### EXERCISE INSTRUCTIONS
Starting at the line that contains "assert_eq!(sheet.rows.len(), 4);", transcribe every remaining line of the entries exactly, including the last one.

Stored entries:
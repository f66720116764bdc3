use super::*;
use std::fs;
use tempfile::tempdir;

#[test]
fn test_parse_manifest() {
    let manifest = BatchManifest::from_toml(
        r#"
            version = "3.0"
            batch_id = "B-042"
            sheets = ["general", "monomers"]
        "#,
    )
    .unwrap();

    assert_eq!(manifest.version.as_deref(), Some("3.0"));
    assert_eq!(manifest.batch_id.as_deref(), Some("B-042"));
    assert_eq!(manifest.sheets.unwrap(), vec!["general", "monomers"]);
}

#[test]
fn test_empty_manifest() {
    let manifest = BatchManifest::from_toml("").unwrap();
    assert_eq!(manifest, BatchManifest::default());
}

#[test]
fn test_bad_manifest() {
    let err = BatchManifest::from_toml("version = ").unwrap_err();
    assert!(matches!(err, WorkbookError::Manifest(_)));
}

#[test]
fn test_read_sheet_ragged_rows() {
    let csv = "Name,SMILES,Measured mass (g)\nDCPD,C1C=CC2C1C3CC2C=C3,870\nPROCEDURE\nDegassed?,YES\n";
    let sheet = read_sheet("monomers", csv.as_bytes()).unwrap();

    assert_eq!(sheet.title, "monomers");
    assert_eq!(sheet.rows.len(), 4);
    assert_eq!(sheet.rows[1][2], CellValue::Number(870.0));
    assert_eq!(sheet.rows[2], vec![CellValue::Text("PROCEDURE".to_string())]);
}

#[test]
fn test_load_batch_dir_discovers_sheets() {
    let dir = tempdir().unwrap();
    fs::write(dir.path().join(MANIFEST_FILE), "version = \"3.0\"\n").unwrap();
    fs::write(dir.path().join("monomers.csv"), "Name,SMILES\n").unwrap();
    fs::write(dir.path().join("general.csv"), "Initiation method,THERMAL\n").unwrap();
    fs::write(dir.path().join("notes.txt"), "ignored").unwrap();

    let workbook = load_batch_dir(dir.path()).unwrap();
    let titles: Vec<&str> = workbook.sheets.iter().map(|s| s.title.as_str()).collect();
    assert_eq!(titles, vec!["general", "monomers"]);
    assert_eq!(workbook.properties.version.as_deref(), Some("3.0"));
    assert_eq!(workbook.properties.batch_id, None);
}

#[test]
fn test_load_batch_dir_missing_listed_sheet() {
    let dir = tempdir().unwrap();
    fs::write(
        dir.path().join(MANIFEST_FILE),
        "version = \"3.0\"\nsheets = [\"general\"]\n",
    )
    .unwrap();

    let err = load_batch_dir(dir.path()).unwrap_err();
    assert!(matches!(err, WorkbookError::MissingSheetFile { ref sheet, .. } if sheet == "general"));
}

#[test]
fn test_load_batch_dir_without_manifest() {
    let dir = tempdir().unwrap();
    let err = load_batch_dir(dir.path()).unwrap_err();
    assert!(matches!(err, WorkbookError::Io { .. }));
}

### ANSWER FOR THE TASK
    assert_eq!(sheet.rows.len(), 4);
    assert_eq!(sheet.rows[1][2], CellValue::Number(870.0));
    assert_eq!(sheet.rows[2], vec![CellValue::Text("PROCEDURE".to_string())]);
}

#[test]
fn test_load_batch_dir_discovers_sheets() {
    let dir = tempdir().unwrap();
    fs::write(dir.path().join(MANIFEST_FILE), "version = \"3.0\"\n").unwrap();
    fs::write(dir.path().join("monomers.csv"), "Name,SMILES\n").unwrap();
    fs::write(dir.path().join("general.csv"), "Initiation method,THERMAL\n").unwrap();
    fs::write(dir.path().join("notes.txt"), "ignored").unwrap();

    let workbook = load_batch_dir(dir.path()).unwrap();
    let titles: Vec<&str> = workbook.sheets.iter().map(|s| s.title.as_str()).collect();
    assert_eq!(titles, vec!["general", "monomers"]);
    assert_eq!(workbook.properties.version.as_deref(), Some("3.0"));
    assert_eq!(workbook.properties.batch_id, None);
}

#[test]
fn test_load_batch_dir_missing_listed_sheet() {
    let dir = tempdir().unwrap();
    fs::write(
        dir.path().join(MANIFEST_FILE),
        "version = \"3.0\"\nsheets = [\"general\"]\n",
    )
    .unwrap();

    let err = load_batch_dir(dir.path()).unwrap_err();
    assert!(matches!(err, WorkbookError::MissingSheetFile { ref sheet, .. } if sheet == "general"));
}

#[test]
fn test_load_batch_dir_without_manifest() {
    let dir = tempdir().unwrap();
    let err = load_batch_dir(dir.path()).unwrap_err();
    assert!(matches!(err, WorkbookError::Io { .. }));
}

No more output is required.